Collected data entries:
________
#[cfg(test)]
mod tests {
    use std::time::Instant;

    use chrono::Duration;
    use mockall::mock;

    use super::*;

    const SECRET: &[u8] = b"test_secret_key_at_least_32_bytes!";

    mock! {
        pub TestUserRepository {}

        #[async_trait]
        impl UserRepository for TestUserRepository {
            async fn find_by_email(&self, email: &EmailAddress) -> Result<Option<User>, AccountError>;
            async fn find_by_id(&self, id: &UserId) -> Result<Option<User>, AccountError>;
            async fn insert(&self, user: User) -> Result<User, AccountError>;
        }
    }

    mock! {
        pub TestRandom {}

        impl RandomSource for TestRandom {
            fn next_index(&self, upper: usize) -> usize;
        }
    }

    fn authenticator() -> Arc<Authenticator> {
        Arc::new(Authenticator::new(SECRET, Duration::hours(24)).unwrap())
    }

    fn fixed_random(index: usize) -> Arc<dyn RandomSource> {
        let mut random = MockTestRandom::new();
        random.expect_next_index().returning(move |_| index);
        Arc::new(random)
    }

    fn stored_user(authenticator: &Authenticator, password: &str, active: bool) -> User {
        User {
            id: UserId::new(),
            name: DisplayName::parse(Some("Ana")).unwrap(),
            email: EmailAddress::parse(Some("ana@x.com")).unwrap(),
            password_hash: authenticator.hash_password(password).unwrap(),
            avatar_color: AvatarColor::from_palette(0),
            active,
            created_at: Utc::now(),
        }
    }

    fn register_command(name: &str, email: &str, password: &str) -> RegisterCommand {
        RegisterCommand::new(
            Some(name.to_string()),
            Some(email.to_string()),
            Some(password.to_string()),
        )
    }

    fn login_command(email: &str, password: &str) -> LoginCommand {
        LoginCommand::new(Some(email.to_string()), Some(password.to_string()))
    }

    #[tokio::test]
    async fn test_register_success() {
        let mut repository = MockTestUserRepository::new();

        repository
            .expect_find_by_email()
            .times(1)
            .returning(|_| Ok(None));
        repository
            .expect_insert()
            .withf(|user| {
                user.name.as_str() == "Ana"
                    && user.email.as_str() == "ana@x.com"
                    && user.password_hash.starts_with("$argon2")
                    && user.password_hash != "secret1"
                    && user.avatar_color.as_str() == AVATAR_PALETTE[4]
                    && user.active
            })
            .times(1)
            .returning(Ok);

        let service = AuthService::new(Arc::new(repository), authenticator(), fixed_random(4));

        let result = service
            .register(register_command("Ana", "ana@x.com", "secret1"))
            .await;
        assert!(result.is_ok());
    }

    #[tokio::test]
    async fn test_register_duplicate_email_skips_hash_and_insert() {
        let mut repository = MockTestUserRepository::new();
        let auth = authenticator();
        let existing = stored_user(&auth, "secret1", true);

        repository
            .expect_find_by_email()
            .times(1)
            .returning(move |_| Ok(Some(existing.clone())));
        repository.expect_insert().times(0);

        let service = AuthService::new(Arc::new(repository), auth, fixed_random(0));

        let result = service
            .register(register_command("Ana Two", "ana@x.com", "secret2"))
            .await;
        assert!(matches!(result, Err(AccountError::EmailAlreadyInUse)));
    }

    #[tokio::test]
    async fn test_register_store_conflict_passes_through() {
        let mut repository = MockTestUserRepository::new();

        repository.expect_find_by_email().returning(|_| Ok(None));
        repository
            .expect_insert()
            .times(1)
            .returning(|_| Err(AccountError::EmailAlreadyInUse));

        let service = AuthService::new(Arc::new(repository), authenticator(), fixed_random(0));

        let result = service
            .register(register_command("Ana", "ana@x.com", "secret1"))
            .await;
        assert!(matches!(result, Err(AccountError::EmailAlreadyInUse)));
    }

    #[tokio::test]
    async fn test_register_validation_order() {
        let mut repository = MockTestUserRepository::new();
        repository.expect_find_by_email().times(0);
        repository.expect_insert().times(0);

        let service = AuthService::new(Arc::new(repository), authenticator(), fixed_random(0));

        let missing_everything = service.register(RegisterCommand::default()).await;
        assert_eq!(
            missing_everything.unwrap_err().to_string(),
            "Name is required"
        );

        let short_name = service
            .register(register_command("A", "bad", "ab"))
            .await;
        assert_eq!(
            short_name.unwrap_err().to_string(),
            "Name must be between 2 and 100 characters"
        );

        let bad_email = service
            .register(register_command("Ana", "bad", "ab"))
            .await;
        assert_eq!(bad_email.unwrap_err().to_string(), "Invalid email format");

        let short_password = service
            .register(register_command("Ana", "ana@x.com", "ab"))
            .await;
        assert_eq!(
            short_password.unwrap_err().to_string(),
            "Password must be at least 6 characters"
        );
    }

    #[tokio::test]
    async fn test_register_normalizes_email() {
        let mut repository = MockTestUserRepository::new();

        repository
            .expect_find_by_email()
            .withf(|email| email.as_str() == "ana@x.com")
            .returning(|_| Ok(None));
        repository
            .expect_insert()
            .withf(|user| user.email.as_str() == "ana@x.com")
            .returning(Ok);

        let service = AuthService::new(Arc::new(repository), authenticator(), fixed_random(0));

        assert!(service
            .register(register_command("Ana", " Ana@X.COM ", "secret1"))
            .await
            .is_ok());
    }

    #[tokio::test]
    async fn test_login_success_issues_verifiable_token() {
        let mut repository = MockTestUserRepository::new();
        let auth = authenticator();
        let user = stored_user(&auth, "secret1", true);
        let user_id = user.id;

        repository
            .expect_find_by_email()
            .times(1)
            .returning(move |_| Ok(Some(user.clone())));

        let service = AuthService::new(Arc::new(repository), Arc::clone(&auth), fixed_random(0));

        let session = service
            .login(login_command("ana@x.com", "secret1"))
            .await
            .expect("Login failed");

        assert_eq!(session.token_type, "Bearer");
        assert_eq!(session.user.id, user_id);

        let claims = auth.validate_token(&session.access_token).unwrap();
        assert_eq!(claims.user_id, user_id.to_string());
        assert_eq!(claims.email, "ana@x.com");
    }

    #[tokio::test]
    async fn test_login_unknown_email_and_wrong_password_are_indistinguishable() {
        let auth = authenticator();
        let user = stored_user(&auth, "secret1", true);

        let mut repository = MockTestUserRepository::new();
        repository
            .expect_find_by_email()
            .returning(move |email| {
                if email.as_str() == "ana@x.com" {
                    Ok(Some(user.clone()))
                } else {
                    Ok(None)
                }
            });

        let service = AuthService::new(Arc::new(repository), auth, fixed_random(0));

        let wrong_password = service
            .login(login_command("ana@x.com", "wrong"))
            .await
            .unwrap_err();
        let unknown_email = service
            .login(login_command("nobody@x.com", "secret1"))
            .await
            .unwrap_err();

        assert!(matches!(wrong_password, AccountError::InvalidCredentials));
        assert!(matches!(unknown_email, AccountError::InvalidCredentials));
        assert_eq!(wrong_password.to_string(), unknown_email.to_string());
        assert_eq!(wrong_password.to_string(), "Invalid email or password");
    }

    #[tokio::test]
    async fn test_login_unknown_email_pays_hashing_cost() {
        let auth = authenticator();
        let user = stored_user(&auth, "secret1", true);

        let mut repository = MockTestUserRepository::new();
        repository
            .expect_find_by_email()
            .returning(move |email| {
                if email.as_str() == "ana@x.com" {
                    Ok(Some(user.clone()))
                } else {
                    Ok(None)
                }
            });

        let service = AuthService::new(Arc::new(repository), auth, fixed_random(0));

        let started = Instant::now();
        let wrong_password = service.login(login_command("ana@x.com", "wrong1")).await;
        let wrong_password_elapsed = started.elapsed();

        let started = Instant::now();
        let unknown_email = service.login(login_command("nobody@x.com", "wrong1")).await;
        let unknown_email_elapsed = started.elapsed();

        assert!(matches!(wrong_password, Err(AccountError::InvalidCredentials)));
        assert!(matches!(unknown_email, Err(AccountError::InvalidCredentials)));
        // a skipped verification is orders of magnitude faster than Argon2
        assert!(
            unknown_email_elapsed * 4 >= wrong_password_elapsed,
            "unknown email took {:?}, wrong password took {:?}",
            unknown_email_elapsed,
            wrong_password_elapsed
        );
    }

    #[tokio::test]
    async fn test_login_inactive_after_password_proof() {
        let auth = authenticator();
        let user = stored_user(&auth, "secret1", false);

        let mut repository = MockTestUserRepository::new();
        repository
            .expect_find_by_email()
            .returning(move |_| Ok(Some(user.clone())));

        let service = AuthService::new(Arc::new(repository), auth, fixed_random(0));

        let inactive = service
            .login(login_command("ana@x.com", "secret1"))
            .await
            .unwrap_err();
        assert!(matches!(inactive, AccountError::AccountInactive));

        // wrong password on an inactive account still reveals nothing
        let wrong = service
            .login(login_command("ana@x.com", "wrong1"))
            .await
            .unwrap_err();
        assert!(matches!(wrong, AccountError::InvalidCredentials));
    }

    #[tokio::test]
    async fn test_login_requires_password() {
        let mut repository = MockTestUserRepository::new();
        repository.expect_find_by_email().times(0);

        let service = AuthService::new(Arc::new(repository), authenticator(), fixed_random(0));

        let result = service
            .login(LoginCommand::new(Some("ana@x.com".to_string()), None))
            .await;
        assert_eq!(result.unwrap_err().to_string(), "Password is required");
    }

    #[tokio::test]
    async fn test_login_store_failure_propagates() {
        let mut repository = MockTestUserRepository::new();
        repository
            .expect_find_by_email()
            .returning(|_| Err(AccountError::DatabaseError("connection reset".to_string())));

        let service = AuthService::new(Arc::new(repository), authenticator(), fixed_random(0));

        let result = service.login(login_command("ana@x.com", "secret1")).await;
        assert!(matches!(result, Err(AccountError::DatabaseError(_))));
    }
}
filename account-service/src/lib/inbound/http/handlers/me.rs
use axum::http::StatusCode;
use axum::Extension;
use serde::Serialize;

use super::ApiError;
use super::ApiSuccess;
use crate::domain::user::models::Identity;

/// Echo the identity the gate admitted.
pub async fn me(
    Extension(identity): Extension<Identity>,
) -> Result<ApiSuccess<MeResponseData>, ApiError> {
    Ok(ApiSuccess::new(StatusCode::OK, (&identity).into()))
}

#[derive(Debug, Clone, PartialEq, Eq, Serialize)]
pub struct MeResponseData {
    pub id: String,
    pub email: String,
    pub name: String,
}

impl From<&Identity> for MeResponseData {
    fn from(identity: &Identity) -> Self {
        Self {
            id: identity.id.to_string(),
            email: identity.email.as_str().to_string(),
            name: identity.name.as_str().to_string(),
        }
    }
}
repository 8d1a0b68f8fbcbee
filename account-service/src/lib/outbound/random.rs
use rand::Rng;

use crate::user::ports::RandomSource;

/// Thread-local CSPRNG from `rand`.
#[derive(Debug, Clone, Copy, Default)]
pub struct ThreadRandom;

impl RandomSource for ThreadRandom {
    fn next_index(&self, upper: usize) -> usize {
        if upper == 0 {
            return 0;
        }
        rand::thread_rng().gen_range(0..upper)
    }
}
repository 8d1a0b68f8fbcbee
pub mod http;
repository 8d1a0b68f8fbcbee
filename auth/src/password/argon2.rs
use argon2::password_hash::rand_core::OsRng;
use argon2::password_hash::PasswordHash;
use argon2::password_hash::PasswordHasher as Argon2PasswordHasher;
use argon2::password_hash::PasswordVerifier;
use argon2::password_hash::SaltString;
use argon2::Argon2;

use super::errors::PasswordError;

/// One-way salted password hashing (Argon2id, default cost parameters).
///
/// Both operations are CPU bound. Async callers should run them on a
/// blocking worker.
#[derive(Debug, Clone, Copy, Default)]
pub struct PasswordHasher;

impl PasswordHasher {
    pub fn new() -> Self {
        Self
    }

    /// Hash a plaintext secret with a fresh random salt.
    ///
    /// # Returns
    /// PHC string (`$argon2id$v=19$...`) embedding parameters and salt
    ///
    /// # Errors
    /// * `HashingFailed` - Argon2 rejected the input or parameters
    pub fn hash(&self, plaintext: &str) -> Result<String, PasswordError> {
        let salt = SaltString::generate(&mut OsRng);

        Argon2::default()
            .hash_password(plaintext.as_bytes(), &salt)
            .map(|hash| hash.to_string())
            .map_err(|e| PasswordError::HashingFailed(e.to_string()))
    }

    /// Check a plaintext secret against a stored PHC hash.
    ///
    /// The digest comparison inside `argon2` is constant time.
    ///
    /// # Returns
    /// `true` on match, `false` on mismatch
    ///
    /// # Errors
    /// * `VerificationFailed` - Stored hash is not a parseable PHC string
    pub fn verify(&self, plaintext: &str, hashed: &str) -> Result<bool, PasswordError> {
        let parsed = PasswordHash::new(hashed)
            .map_err(|e| PasswordError::VerificationFailed(e.to_string()))?;

        Ok(Argon2::default()
            .verify_password(plaintext.as_bytes(), &parsed)
            .is_ok())
    }
}
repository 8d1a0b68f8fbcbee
use chrono::Duration;
use chrono::Utc;
use serde::Deserialize;
use serde::Serialize;

/// Identity claims carried by a bearer token.
///
/// Serialized as `{"userId", "email", "iat", "exp"}` with Unix-second
/// timestamps. Claims are signed, not encrypted, so nothing secret belongs here.
#[derive(Debug, Clone, PartialEq, Eq, Serialize, Deserialize)]
#[serde(rename_all = "camelCase")]
pub struct TokenClaims {
    /// Subject user identifier
    pub user_id: String,

    /// Subject email at issuance time
    pub email: String,

    /// Issued at (Unix timestamp)
    pub iat: i64,

    /// Expiration time (Unix timestamp)
    pub exp: i64,
}

impl TokenClaims {
    /// Claims issued now and valid for `ttl`.
    pub fn new(user_id: impl ToString, email: impl ToString, ttl: Duration) -> Self {
        let now = Utc::now();
        Self::issued_at(user_id, email, now.timestamp(), ttl)
    }

    /// Claims with an explicit issuance timestamp.
    pub fn issued_at(
        user_id: impl ToString,
        email: impl ToString,
        iat: i64,
        ttl: Duration,
    ) -> Self {
        Self {
            user_id: user_id.to_string(),
            email: email.to_string(),
            iat,
            exp: iat + ttl.num_seconds(),
        }
    }

    /// A token is expired from its `exp` second onwards.
    pub fn is_expired(&self, current_timestamp: i64) -> bool {
        current_timestamp >= self.exp
    }
}
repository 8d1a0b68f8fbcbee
pub mod random;
pub mod repositories;
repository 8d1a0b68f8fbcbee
pub mod user;

pub use user::PostgresUserRepository;
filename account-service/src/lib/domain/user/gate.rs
use std::sync::Arc;

use async_trait::async_trait;
use auth::Authenticator;
use auth::TokenError;

use crate::domain::user::models::Identity;
use crate::domain::user::models::UserId;
use crate::user::errors::AccountError;
use crate::user::ports::AuthGatePort;
use crate::user::ports::UserRepository;

/// Case-sensitive scheme prefix, single space.
pub const BEARER_PREFIX: &str = "Bearer ";

/// Request guard: verifies the bearer token, then re-reads the live user.
///
/// The store lookup runs on every request, so deactivating a user rejects
/// their outstanding tokens before those tokens expire.
pub struct AuthGate<UR>
where
    UR: UserRepository,
{
    repository: Arc<UR>,
    authenticator: Arc<Authenticator>,
}

impl<UR> AuthGate<UR>
where
    UR: UserRepository,
{
    pub fn new(repository: Arc<UR>, authenticator: Arc<Authenticator>) -> Self {
        Self {
            repository,
            authenticator,
        }
    }
}

#[async_trait]
impl<UR> AuthGatePort for AuthGate<UR>
where
    UR: UserRepository,
{
    async fn admit(&self, authorization: Option<&str>) -> Result<Identity, AccountError> {
        let token = authorization
            .and_then(|header| header.strip_prefix(BEARER_PREFIX))
            .ok_or(AccountError::MissingToken)?;

        let claims = self.authenticator.validate_token(token).map_err(|e| {
            tracing::warn!(reason = %e, "Token rejected");
            AccountError::InvalidToken(e)
        })?;

        let user_id = UserId::from_string(&claims.user_id).map_err(|e| {
            tracing::warn!(reason = %e, "Token subject is not a user id");
            AccountError::InvalidToken(TokenError::Malformed(e.to_string()))
        })?;

        match self.repository.find_by_id(&user_id).await? {
            Some(user) if user.active => {
                tracing::debug!(user_id = %user.id, "Request admitted");
                Ok(Identity::from(&user))
            }
            Some(_) => {
                tracing::warn!(user_id = %user_id, "Token subject is inactive");
                Err(AccountError::UserNotFoundOrInactive)
            }
            None => {
                tracing::warn!(user_id = %user_id, "Token subject not found");
                Err(AccountError::UserNotFoundOrInactive)
            }
        }
    }
}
________
Quote every line from the beginning of the entries up to and including the line that contains "let mut random".

#[cfg(test)]
mod tests {
    use std::time::Instant;

    use chrono::Duration;
    use mockall::mock;

    use super::*;

    const SECRET: &[u8] = b"test_secret_key_at_least_32_bytes!";

    mock! {
        pub TestUserRepository {}

        #[async_trait]
        impl UserRepository for TestUserRepository {
            async fn find_by_email(&self, email: &EmailAddress) -> Result<Option<User>, AccountError>;
            async fn find_by_id(&self, id: &UserId) -> Result<Option<User>, AccountError>;
            async fn insert(&self, user: User) -> Result<User, AccountError>;
        }
    }

    mock! {
        pub TestRandom {}

        impl RandomSource for TestRandom {
            fn next_index(&self, upper: usize) -> usize;
        }
    }

    fn authenticator() -> Arc<Authenticator> {
        Arc::new(Authenticator::new(SECRET, Duration::hours(24)).unwrap())
    }

    fn fixed_random(index: usize) -> Arc<dyn RandomSource> {
        let mut random = MockTestRandom::new();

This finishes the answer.